The Court is of the view that it may integrate the Philippine Bar in the exercise of its power,
under Article VIII, Sec. 13 of the Constitution, “to promulgate rules concerning x x x the
admission to the practice of law.”

The Court is fully convinced, after a thoroughgoing conscientious study of all the arguments
adduced in Adm. Case No. 526 and the authoritative materials and the mass of factual data
contained in the exhaustive Report of the Commission on Bar Integration, that the integration
of the Philippine Bar is “perfectly constitutional and legally unobjectionable,” within the
context of contemporary conditions in the Philippines, has become an imperative means to
raise the standards of the legal profession, improve the administration of justice, and enable
the Bar to discharge its public responsibility fully and effectively.

The Court, by virtue of the power vested in it by Section 13 of Article VIII of the Constitution,
ordained the integration of the Bar of the Philippines effective January 16, 1973.

Privilege – Aguirre vs Rana, B.M. 1036. June 10, 2003; In the matter to continue use of
firm name Ozaeta, Romulo, etc., 92 SCRA 1

FACTS:

Rana was among those who passed the 2000 Bar Examinations. before the scheduled mass
oath-taking, complainant Aguirre filed against respondent a Petition for Denial of Admission
to the Bar.

The Court allowed respondent to take his oath. Respondent took the lawyer’s oath on the
scheduled date but has not signed the Roll of Attorneys up to now.
Complainant alleges that respondent, while not yet a lawyer, appeared as counsel for a
candidate in an election.

On the charge of violation of law, complainant claims that respondent is a municipal


government employee, being a secretary of the Sangguniang Bayan of Mandaon, Masbate.
As such, respondent is not allowed by law to act as counsel for a client in any court or
administrative body.

On the charge of grave misconduct and misrepresentation, complainant accuses respondent


of acting as counsel for vice mayoralty candidate George Bunan without the latter engaging
respondent’s services. Complainant claims that respondent filed the pleading as a ploy to
prevent the proclamation of the winning vice mayoralty candidate.

ISSUE:

Whether or not respondent engaged in the unauthorized practice of law and thus does not
deserve admission to the Philippine Bar

RULING:

The Court held that “practice of law” means any activity, in or out of court, which requires the
application of law, legal procedure, knowledge, training and experience. To engage in the
practice of law is to perform acts which are usually performed by members of the legal
profession. Generally, to practice law is to render any kind of service which requires the use
of legal knowledge or skill.

The right to practice law is not a natural or constitutional right but is a privilege. It is limited to
persons of good moral character with special qualifications duly ascertained and certified.
The exercise of this privilege presupposes possession of integrity, legal knowledge,
educational attainment, and even public trust since a lawyer is an officer of the court. A bar
candidate does not acquire the right to practice law simply by passing the bar examinations.
The practice of law is a privilege that can be withheld even from one who has passed the bar
examinations, if the person seeking admission had practiced law without a license.
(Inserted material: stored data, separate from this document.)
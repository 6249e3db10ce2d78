//! Command-line coordinate parsing.

use thiserror::Error;

use crate::error::OctantError;
use crate::octant::OctantBox;

#[derive(Debug, Clone, PartialEq, Error)]
pub enum CoordError {
    #[error("expected \"lat1,lon1,lat2,lon2\", got {0:?}")]
    BboxFormat(String),

    #[error("expected two DMS coordinates like 43°43'23\"N 10°23'45\"E, got {0:?}")]
    DmsFormat(String),

    #[error(transparent)]
    Octant(#[from] OctantError),
}

/// Parse `"lat1,lon1,lat2,lon2"`; corners may be given in any order.
pub fn parse_bbox(input: &str) -> Result<OctantBox, CoordError> {
    let values: Vec<f64> = input
        .split(',')
        .map(|part| part.trim().parse())
        .collect::<Result<_, _>>()
        .map_err(|_| CoordError::BboxFormat(input.to_owned()))?;
    let [lat1, lon1, lat2, lon2] = values[..] else {
        return Err(CoordError::BboxFormat(input.to_owned()));
    };
    Ok(OctantBox::from_corners((lat1, lon1), (lat2, lon2))?)
}

/// Parse one `D°M'S"H` component. Returns the signed degrees and the
/// hemisphere letter.
fn parse_dms_component(component: &str) -> Option<(f64, char)> {
    let (degrees, rest) = component.split_once('°')?;
    let (minutes, rest) = rest.split_once('\'')?;
    let rest = rest.trim_start();
    let hemisphere = rest.chars().last()?;
    let seconds = rest[..rest.len() - hemisphere.len_utf8()].trim_end_matches('"');

    let value = degrees.trim().parse::<f64>().ok()?
        + minutes.trim().parse::<f64>().ok()? / 60.0
        + seconds.trim().parse::<f64>().ok()? / 3600.0;
    match hemisphere.to_ascii_uppercase() {
        'N' | 'E' => Some((value, hemisphere.to_ascii_uppercase())),
        'S' | 'W' => Some((-value, hemisphere.to_ascii_uppercase())),
        _ => None,
    }
}

/// Parse a `lat lon` pair in degrees-minutes-seconds, for example
/// `43°43'23"N 10°23'45"E`. Returns `(lat, lon)` in decimal degrees.
pub fn parse_dms(input: &str) -> Result<(f64, f64), CoordError> {
    let error = || CoordError::DmsFormat(input.to_owned());
    let parts: Vec<&str> = input.split_whitespace().collect();
    let [lat, lon] = parts[..] else {
        return Err(error());
    };

    match (parse_dms_component(lat), parse_dms_component(lon)) {
        (Some((lat, 'N' | 'S')), Some((lon, 'E' | 'W'))) => Ok((lat, lon)),
        _ => Err(error()),
    }
}
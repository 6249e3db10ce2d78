//! Octant mask and layer bounds unpacking.

use crate::Vertex;
use crate::error::{DecodeError, DecodeResult};
use crate::varint::read_varint;

/// Number of entries in a layer bounds array.
pub const LAYER_BOUNDS_LEN: usize = 10;

/// Unpack octant masks for vertices and compute layer bounds.
///
/// The packed data is a varint count followed by one varint per
/// (layer, octant) pair, giving how many consecutive strip entries belong
/// to it. Every vertex referenced by those entries gets `w = octant`.
/// Each group of 8 pairs starts a new layer; the layer bounds record the
/// strip offset at which each layer begins.
///
/// # Arguments
///
/// * `packed` - The `layer_and_octant_counts` data
/// * `indices` - The unpacked triangle strip indices
/// * `vertices` - Mutable slice of vertices to update
///
/// # Returns
///
/// Layer bounds array; unused trailing entries hold the total strip length.
pub fn unpack_octant_mask_and_layer_bounds(
    packed: &[u8],
    indices: &[u16],
    vertices: &mut [Vertex],
) -> DecodeResult<[usize; LAYER_BOUNDS_LEN]> {
    let mut offset = 0;
    let len = read_varint(packed, &mut offset)? as usize;

    let mut layer_bounds = [0; LAYER_BOUNDS_LEN];
    let mut layer = 0;
    let mut strip_pos = 0;
    let mut total = 0;

    for i in 0..len {
        if i % 8 == 0 {
            let bound = layer_bounds
                .get_mut(layer)
                .ok_or(DecodeError::IndexOutOfRange {
                    field: "layer_bounds",
                    index: layer,
                    len: LAYER_BOUNDS_LEN,
                })?;
            *bound = total;
            layer += 1;
        }

        let count = read_varint(packed, &mut offset)? as usize;
        let octant = (i & 7) as u8;
        for _ in 0..count {
            let vertex_index = *indices.get(strip_pos).ok_or(DecodeError::IndexOutOfRange {
                field: "indices",
                index: strip_pos,
                len: indices.len(),
            })?;
            strip_pos += 1;

            let vertices_len = vertices.len();
            let vertex = vertices.get_mut(usize::from(vertex_index)).ok_or(
                DecodeError::IndexOutOfRange {
                    field: "vertices",
                    index: usize::from(vertex_index),
                    len: vertices_len,
                },
            )?;
            vertex.w = octant;
        }
        total += count;
    }

    for bound in &mut layer_bounds[layer..] {
        *bound = total;
    }

    Ok(layer_bounds)
}
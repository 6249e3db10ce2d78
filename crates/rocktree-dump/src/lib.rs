//! Download a latitude/longitude bounding box of Google Earth 3D mesh data
//! and export it as a textured Wavefront OBJ model.
//!
//! A run has three stages:
//!
//! 1. [`OctantQuery`] walks the octant tree through the bulk metadata index
//!    and collects, per depth, the octants that exist inside the area.
//! 2. [`NodeSearcher`] starts from the octants at the start depth and
//!    descends with bounded concurrency, downloading each node after its
//!    children so that parent triangles covered by a child can be skipped.
//! 3. [`ObjWriter`] appends every downloaded node to one model, with a
//!    material and texture file per mesh.

pub mod app;
pub mod config;
pub mod coords;
mod error;
pub mod limiter;
pub mod navigator;
pub mod normalize;
pub mod obj;
pub mod octant;
pub mod query;
pub mod search;

#[cfg(test)]
mod testing;

pub use app::{DumpApp, DumpSource, DumpSummary};
pub use config::{DEFAULT_PARALLELISM, DEFAULT_START_DEPTH, DumpConfig, MAX_OCTANT_DEPTH};
pub use coords::{CoordError, parse_bbox, parse_dms};
pub use error::{ObjError, OctantError};
pub use limiter::{Admission, BranchLimiter};
pub use navigator::{BulkNavigator, NodeLocation};
pub use normalize::center_scale_obj;
pub use obj::{Counters, ObjWriter};
pub use octant::OctantBox;
pub use query::{FoundOctants, OctantQuery};
pub use search::{NodeSearcher, SearchConfig, SearchObserver};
True, respondent here passed the 2000 Bar Examinations and took the lawyer’s oath.
However, it is the signing in the Roll of Attorneys that finally makes one a full-fledged lawyer.
The fact that respondent passed the bar examinations is immaterial. Passing the bar is not
the only qualification to become an attorney-at-law. Respondent should know that two
essential requisites for becoming a lawyer still had to be performed, namely: his lawyer’s
oath to be administered by this Court and his signature in the Roll of Attorneys.
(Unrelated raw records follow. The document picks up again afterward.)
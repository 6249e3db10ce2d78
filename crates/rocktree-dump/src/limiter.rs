//! Bounded branch concurrency with front/back admission.

use std::collections::VecDeque;
use std::sync::{Mutex, PoisonError};

use tokio::sync::oneshot;

/// Where a waiter joins the queue when no slot is free.
#[derive(Debug, Clone, Copy, PartialEq, Eq)]
pub enum Admission {
    /// Served before every current waiter.
    Front,
    /// Served after every current waiter.
    Back,
}

#[derive(Debug)]
struct LimiterState {
    available: usize,
    waiters: VecDeque<oneshot::Sender<()>>,
}

/// Counting semaphore whose waiters can jump the queue.
///
/// Slots are not tied to the task that acquired them: any task may
/// [`release`](Self::release) one.
#[derive(Debug)]
pub struct BranchLimiter {
    state: Mutex<LimiterState>,
}

impl BranchLimiter {
    #[must_use]
    pub fn new(slots: usize) -> Self {
        Self {
            state: Mutex::new(LimiterState {
                available: slots,
                waiters: VecDeque::new(),
            }),
        }
    }

    /// Take a slot, waiting if none is free.
    pub async fn acquire(&self, admission: Admission) {
        let slot = {
            let mut state = self.state.lock().unwrap_or_else(PoisonError::into_inner);
            if state.available > 0 {
                state.available -= 1;
                return;
            }
            let (tx, rx) = oneshot::channel();
            match admission {
                Admission::Front => state.waiters.push_front(tx),
                Admission::Back => state.waiters.push_back(tx),
            }
            rx
        };
        // The sender only disappears with the limiter itself.
        let _ = slot.await;
    }

    /// Return a slot, handing it straight to the first live waiter.
    pub fn release(&self) {
        let mut state = self.state.lock().unwrap_or_else(PoisonError::into_inner);
        while let Some(waiter) = state.waiters.pop_front() {
            if waiter.send(()).is_ok() {
                return;
            }
        }
        state.available += 1;
    }

    /// Free slots.
    pub fn available(&self) -> usize {
        self.state
            .lock()
            .unwrap_or_else(PoisonError::into_inner)
            .available
    }

    /// Tasks blocked in [`acquire`](Self::acquire).
    pub fn waiting(&self) -> usize {
        self.state
            .lock()
            .unwrap_or_else(PoisonError::into_inner)
            .waiters
            .iter()
            .filter(|waiter| !waiter.is_closed())
            .count()
    }
}

#[cfg(test)]
mod tests {
    use std::sync::Arc;
    use std::time::Duration;

    use super::*;

    #[tokio::test]
    async fn free_slots_are_taken_immediately() {
        let limiter = BranchLimiter::new(2);
        limiter.acquire(Admission::Back).await;
        limiter.acquire(Admission::Front).await;
        assert_eq!(limiter.available(), 0);

        limiter.release();
        assert_eq!(limiter.available(), 1);
    }

    #[tokio::test(start_paused = true)]
    async fn front_waiters_are_served_first() {
        let limiter = Arc::new(BranchLimiter::new(0));
        let order = Arc::new(Mutex::new(Vec::new()));

        let mut tasks = tokio::task::JoinSet::new();
        for (name, admission) in [
            ("back-1", Admission::Back),
            ("back-2", Admission::Back),
            ("front", Admission::Front),
        ] {
            let limiter = Arc::clone(&limiter);
            let order = Arc::clone(&order);
            tasks.spawn(async move {
                limiter.acquire(admission).await;
                order.lock().unwrap().push(name);
            });
            // Let each waiter enqueue before the next.
            tokio::time::sleep(Duration::from_millis(1)).await;
        }
        assert_eq!(limiter.waiting(), 3);

        for _ in 0..3 {
            limiter.release();
            tokio::time::sleep(Duration::from_millis(1)).await;
        }
        while tasks.join_next().await.is_some() {}

        assert_eq!(*order.lock().unwrap(), vec!["front", "back-1", "back-2"]);
        assert_eq!(limiter.available(), 0);
    }

    #[tokio::test]
    async fn abandoned_waiters_are_skipped() {
        let limiter = BranchLimiter::new(0);
        {
            let pending = limiter.acquire(Admission::Back);
            tokio::pin!(pending);
            // Poll once so the waiter is queued, then drop it.
            assert!(still_pending(pending.as_mut()).await);
        }
        assert_eq!(limiter.waiting(), 0);

        limiter.release();
        assert_eq!(limiter.available(), 1);
    }

    /// Poll `fut` once; true if it is still pending.
    async fn still_pending<F: std::future::Future + Unpin>(fut: F) -> bool {
        tokio::select! {
            biased;
            _ = fut => false,
            () = std::future::ready(()) => true,
        }
    }
}
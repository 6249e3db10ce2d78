//! Map coordinates and bounding boxes to existing octant paths.

use std::collections::BTreeMap;
use std::collections::btree_map::Entry;

use rocktree::DataSource;

use crate::error::OctantError;
use crate::navigator::BulkNavigator;
use crate::octant::{self, OctantBox, ROOT_OCTANTS};

/// Octants found at one depth.
#[derive(Debug, Clone, PartialEq)]
pub struct DepthOctants {
    /// Union of every recorded box at this depth.
    pub bounds: OctantBox,
    pub octants: BTreeMap<String, OctantBox>,
}

/// Query result: depth to the octants found at that depth.
#[derive(Debug, Clone, Default, PartialEq)]
pub struct FoundOctants {
    depths: BTreeMap<usize, DepthOctants>,
}

impl FoundOctants {
    #[must_use]
    pub fn new() -> Self {
        Self::default()
    }

    /// Record `path` with its box. Recording a path again is a no-op if the
    /// box matches and an error otherwise.
    pub fn record(&mut self, path: &str, bounds: OctantBox) -> Result<(), OctantError> {
        match self.depths.entry(path.len()) {
            Entry::Vacant(entry) => {
                entry.insert(DepthOctants {
                    bounds,
                    octants: BTreeMap::from([(path.to_owned(), bounds)]),
                });
            }
            Entry::Occupied(mut entry) => {
                let depth = entry.get_mut();
                match depth.octants.get(path) {
                    Some(recorded) if *recorded != bounds => {
                        return Err(OctantError::InconsistentBox {
                            path: path.to_owned(),
                            recorded: *recorded,
                            found: bounds,
                        });
                    }
                    Some(_) => {}
                    None => {
                        depth.octants.insert(path.to_owned(), bounds);
                        depth.bounds = depth.bounds.union(&bounds);
                    }
                }
            }
        }
        Ok(())
    }

    /// Record `path` at a depth whose octants must all share one box, as on
    /// the path to a single point.
    pub fn record_shared(&mut self, path: &str, bounds: OctantBox) -> Result<(), OctantError> {
        let recorded = self.depths.get(&path.len()).map(|depth| depth.bounds);
        if let Some(recorded) = recorded.filter(|recorded| *recorded != bounds) {
            return Err(OctantError::InconsistentBox {
                path: path.to_owned(),
                recorded,
                found: bounds,
            });
        }
        self.record(path, bounds)
    }

    #[must_use]
    pub fn depth(&self, depth: usize) -> Option<&DepthOctants> {
        self.depths.get(&depth)
    }

    /// Depths with at least one octant, shallowest first.
    pub fn depths(&self) -> impl Iterator<Item = (usize, &DepthOctants)> {
        self.depths.iter().map(|(&depth, octants)| (depth, octants))
    }

    #[must_use]
    pub fn deepest(&self) -> Option<usize> {
        self.depths.keys().next_back().copied()
    }

    /// Paths at `depth`, sorted.
    #[must_use]
    pub fn paths_at(&self, depth: usize) -> Vec<String> {
        self.depth(depth)
            .map(|found| found.octants.keys().cloned().collect())
            .unwrap_or_default()
    }

    /// Paths at `depth`, or at the deepest recorded depth if shallower.
    #[must_use]
    pub fn starting_paths(&self, depth: usize) -> Vec<String> {
        match self.deepest() {
            Some(deepest) => self.paths_at(depth.min(deepest)),
            None => Vec::new(),
        }
    }

    #[must_use]
    pub fn is_empty(&self) -> bool {
        self.depths.is_empty()
    }

    /// Total number of recorded paths.
    #[must_use]
    pub fn len(&self) -> usize {
        self.depths.values().map(|found| found.octants.len()).sum()
    }

    /// JSON summary: `{ "<depth>": { "box": {..}, "octants": [..] } }`.
    #[must_use]
    pub fn to_json(&self) -> serde_json::Value {
        let box_json = |b: &OctantBox| {
            serde_json::json!({ "n": b.north, "s": b.south, "e": b.east, "w": b.west })
        };
        self.depths
            .iter()
            .map(|(depth, found)| {
                (
                    depth.to_string(),
                    serde_json::json!({
                        "box": box_json(&found.bounds),
                        "octants": found.octants.keys().collect::<Vec<_>>(),
                    }),
                )
            })
            .collect::<serde_json::Map<_, _>>()
            .into()
    }
}

/// Spatial queries over the octants present in the bulk index.
#[derive(Debug)]
pub struct OctantQuery<S> {
    navigator: BulkNavigator<S>,
}

impl<S: DataSource> OctantQuery<S> {
    pub fn new(navigator: BulkNavigator<S>) -> Self {
        Self { navigator }
    }

    /// Every existing octant on the path down to the point, up to
    /// `max_depth` digits.
    pub async fn point(
        &self,
        lat: f64,
        lon: f64,
        max_depth: usize,
    ) -> Result<FoundOctants, OctantError> {
        let (root, root_box) = octant::root_octant(lat, lon)?;
        let mut found = FoundOctants::new();
        let mut pending = vec![(root.to_owned(), root_box)];

        while let Some((path, bounds)) = pending.pop() {
            if path.len() > max_depth || self.navigator.locate(&path).await.is_none() {
                continue;
            }
            if let Err(e) = found.record_shared(&path, bounds) {
                tracing::error!("{}", e);
                continue;
            }

            let (key, child) = bounds.child_for_point(lat, lon);
            // Popped in digit order: `key` first, then its sibling.
            pending.push((format!("{path}{}", key + 4), child));
            pending.push((format!("{path}{key}"), child));
        }

        Ok(found)
    }

    /// Every existing octant intersecting `rect`, up to `max_depth` digits.
    pub async fn bounding_box(
        &self,
        rect: OctantBox,
        max_depth: usize,
    ) -> Result<FoundOctants, OctantError> {
        rect.validate()?;
        let mut found = FoundOctants::new();
        let mut pending: Vec<(String, OctantBox)> = ROOT_OCTANTS
            .iter()
            .rev()
            .map(|&(path, bounds)| (path.to_owned(), bounds))
            .collect();

        while let Some((path, bounds)) = pending.pop() {
            if path.len() > max_depth
                || !bounds.intersects(&rect)
                || self.navigator.locate(&path).await.is_none()
            {
                continue;
            }
            if let Err(e) = found.record(&path, bounds) {
                tracing::error!("{}", e);
                continue;
            }

            let inside = bounds.is_inside(&rect);
            for (key, child) in bounds.children().into_iter().rev() {
                if inside || child.intersects(&rect) {
                    pending.push((format!("{path}{}", key + 4), child));
                    pending.push((format!("{path}{key}"), child));
                }
            }
        }

        tracing::debug!("Found {} octants in {:?}", found.len(), rect);
        Ok(found)
    }
}

#[cfg(test)]
mod tests {
    use std::sync::Arc;

    use super::*;
    use crate::testing::MemorySource;

    /// Every octant under "30" exists down to depth 4; nothing else does.
    fn dense_source() -> Arc<MemorySource> {
        let mut entries = vec![("30".to_owned(), 0, None)];
        let mut frontier = vec!["30".to_owned()];
        for _ in 0..2 {
            let mut next = Vec::new();
            for path in &frontier {
                for digit in 0..8 {
                    next.push(format!("{path}{digit}"));
                }
            }
            entries.extend(next.iter().map(|path| (path.clone(), 0, None)));
            frontier = next;
        }

        let entries: Vec<(&str, u32, Option<u32>)> = entries
            .iter()
            .map(|(path, flags, epoch)| (path.as_str(), *flags, *epoch))
            .collect();
        let source = MemorySource::new(1);
        source.add_bulk("", 1, &entries);
        Arc::new(source)
    }

    fn area(b: &OctantBox) -> f64 {
        (b.north - b.south).max(0.0) * (b.east - b.west).max(0.0)
    }

    fn overlap_area(a: &OctantBox, b: &OctantBox) -> f64 {
        area(&OctantBox::new(
            a.north.min(b.north),
            a.south.max(b.south),
            a.east.min(b.east),
            a.west.max(b.west),
        ))
    }

    fn query(source: Arc<MemorySource>) -> OctantQuery<MemorySource> {
        OctantQuery::new(BulkNavigator::new(source, 1))
    }

    #[test]
    fn record_rejects_conflicting_boxes() {
        let mut found = FoundOctants::new();
        let a = OctantBox::new(1.0, 0.0, 1.0, 0.0);
        let b = OctantBox::new(2.0, 1.0, 1.0, 0.0);

        found.record("300", a).unwrap();
        found.record("300", a).unwrap();
        found.record("304", b).unwrap();
        assert_eq!(found.len(), 2);
        assert_eq!(found.depth(3).unwrap().bounds, OctantBox::new(2.0, 0.0, 1.0, 0.0));

        assert!(matches!(
            found.record("300", b),
            Err(OctantError::InconsistentBox { .. })
        ));
    }

    #[test]
    fn shared_depth_rejects_a_second_box() {
        let mut found = FoundOctants::new();
        let a = OctantBox::new(1.0, 0.0, 1.0, 0.0);
        let b = OctantBox::new(2.0, 1.0, 1.0, 0.0);

        found.record_shared("302", a).unwrap();
        found.record_shared("306", a).unwrap();
        assert!(matches!(
            found.record_shared("303", b),
            Err(OctantError::InconsistentBox { ref path, .. }) if path == "303"
        ));
        assert_eq!(found.paths_at(3), vec!["302", "306"]);
    }

    #[tokio::test]
    async fn point_boxes_contain_the_point_and_nest() {
        let (lat, lon) = (43.7, 10.4);
        let found = query(dense_source()).point(lat, lon, 21).await.unwrap();

        assert_eq!(found.deepest(), Some(4));
        let mut previous: Option<OctantBox> = None;
        for (depth, octants) in found.depths() {
            // Siblings `k` and `k + 4` share one box, so every level doubles.
            assert_eq!(octants.octants.len(), 1 << (depth - 2), "depth {depth}");
            assert!(octants.octants.values().all(|b| *b == octants.bounds));
            assert!(octants.bounds.contains(lat, lon));
            if let Some(parent) = previous {
                assert!(octants.bounds.is_inside(&parent));
            }
            previous = Some(octants.bounds);
        }
    }

    #[tokio::test]
    async fn point_respects_max_depth() {
        let found = query(dense_source()).point(43.7, 10.4, 3).await.unwrap();
        assert_eq!(found.deepest(), Some(3));
        assert!(found.depth(2).is_some());
    }

    #[tokio::test]
    async fn point_outside_the_data_is_empty() {
        let found = query(dense_source()).point(-10.0, 10.0, 21).await.unwrap();
        assert!(found.is_empty());
    }

    #[tokio::test]
    async fn bbox_boxes_intersect_and_cover_the_rectangle() {
        let rect = OctantBox::new(50.0, 40.0, 30.0, 10.0);
        let found = query(dense_source()).bounding_box(rect, 21).await.unwrap();

        assert_eq!(found.paths_at(2), vec!["30".to_string()]);
        assert_eq!(found.deepest(), Some(4));
        for (depth, octants) in found.depths() {
            let mut covered = 0.0;
            for (path, bounds) in &octants.octants {
                assert!(bounds.intersects(&rect), "{path} at depth {depth}");

                let digit = path.as_bytes()[path.len() - 1] - b'0';
                if depth > 2 && digit >= 4 {
                    let sibling = format!("{}{}", &path[..path.len() - 1], digit - 4);
                    assert_eq!(octants.octants.get(&sibling), Some(bounds), "{path}");
                    continue;
                }
                covered += overlap_area(bounds, &rect);
            }
            assert!(
                (covered - area(&rect)).abs() < 1e-9,
                "depth {depth} covers {covered}"
            );
        }
        assert!(found.depth(4).unwrap().octants.len() > found.depth(3).unwrap().octants.len());
    }

    #[tokio::test]
    async fn bbox_inside_an_octant_visits_both_siblings() {
        // Entirely inside "30" and its child "302" (45..90 N is polar, so
        // the north half is not split by longitude).
        let rect = OctantBox::new(60.0, 50.0, 30.0, 10.0);
        let found = query(dense_source()).bounding_box(rect, 3).await.unwrap();
        assert_eq!(found.paths_at(3), vec!["302".to_string(), "306".to_string()]);
    }

    #[tokio::test]
    async fn bbox_query_is_idempotent() {
        let query = query(dense_source());
        let rect = OctantBox::new(30.0, 10.0, 80.0, 20.0);
        let first = query.bounding_box(rect, 21).await.unwrap();
        let second = query.bounding_box(rect, 21).await.unwrap();
        assert_eq!(first, second);
        assert!(!first.is_empty());
    }

    #[tokio::test]
    async fn bbox_without_data_is_empty() {
        let source = Arc::new(MemorySource::new(1));
        source.add_bulk("", 1, &[]);
        let rect = OctantBox::new(1.0, 0.0, 1.0, 0.0);
        let found = query(source).bounding_box(rect, 21).await.unwrap();
        assert!(found.is_empty());
    }

    #[tokio::test]
    async fn bbox_is_validated() {
        let rect = OctantBox::new(0.0, 1.0, 1.0, 0.0);
        assert!(matches!(
            query(dense_source()).bounding_box(rect, 21).await,
            Err(OctantError::InvalidBoundingBox(_))
        ));
    }

    #[test]
    fn starting_paths_fall_back_to_the_deepest_depth() {
        let mut found = FoundOctants::new();
        let b = OctantBox::new(1.0, 0.0, 1.0, 0.0);
        found.record("30", b).unwrap();
        found.record("301", b).unwrap();
        found.record("305", b).unwrap();

        assert_eq!(found.starting_paths(19), vec!["301", "305"]);
        assert_eq!(found.starting_paths(2), vec!["30"]);
        assert!(FoundOctants::new().starting_paths(19).is_empty());

        let json = found.to_json();
        assert_eq!(json["3"]["octants"], serde_json::json!(["301", "305"]));
        assert_eq!(json["2"]["box"]["n"], serde_json::json!(1.0));
    }
}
Profession, not Business – Burbe vs. Maguita, A.C. No. 99-634, June 10, 2002

FACTS:

Petitioner engaged the services of the respondent to help him recover a claim of money
against a creditor. Respondent prepared demand letters for the petitioner, which were not
successful and so the former intimated that a case should already be filed. As a result,
petitioner paid the lawyer his fees and included also amounts for the filing of the case.
A couple of months passed but the petitioner has not yet received any feedback as to the
status of his case. Petitioner made several follow-ups in the lawyer’s office but to no avail.
The lawyer, to prove that the case has already been filed even invited petitioner to come with
him to the Justice Hall to verify the status of the case. Petitioner was made to wait for hours
in the prosecutor’s office while the lawyer allegedly went to the Clerk of Court to inquire
about the case. The lawyer went back to the petitioner with the news that the Clerk of Court
was absent that day.

Suspicious of the acts of the lawyer, petitioner personally went to the office of the clerk of
court to see for himself the status of his case. Petitioner found out that no such case has
been filed.

Petitioner confronted Atty. Magulta where he continued to lie to with the excuse that the
delay was being caused by the court personnel, and only when shown the certification did he
admit that he has not at all filed the complaint because he had spent the money for the filing
fee for his own purpose; and to appease petitioner’s feelings, he offered to reimburse him by
issuing two (2) checks, postdated June 1 and June 5, 1999, in the amounts of P12,000.00
and P8,000.00, respectively.

ISSUE:

Whether or not the lawyer should be disbarred.

HELD:

Yes. The Supreme Court upheld the decision of the Commission on Bar Discipline of the IBP
as follows: “It is evident that the P25,000 deposited by complainant with the Respicio Law
Office was for the filing fees of the Regwill complaint. With complainant’s deposit of the filing
fees for the Regwill complaint, a corresponding obligation on the part of respondent was
created and that was to file the Regwill complaint within the time frame contemplated by his
client. The failure of respondent to fulfill this obligation due to his misuse of the filing fees
deposited by complainant, and his attempts to cover up this misuse of funds of the client,
which caused complainant additional damage and prejudice, constitutes highly dishonest
conduct on his part, unbecoming a member of the law profession. The subsequent
reimbursement by the respondent of part of the money deposited by complainant for filing
fees, does not exculpate the respondent for his misappropriation of said funds.”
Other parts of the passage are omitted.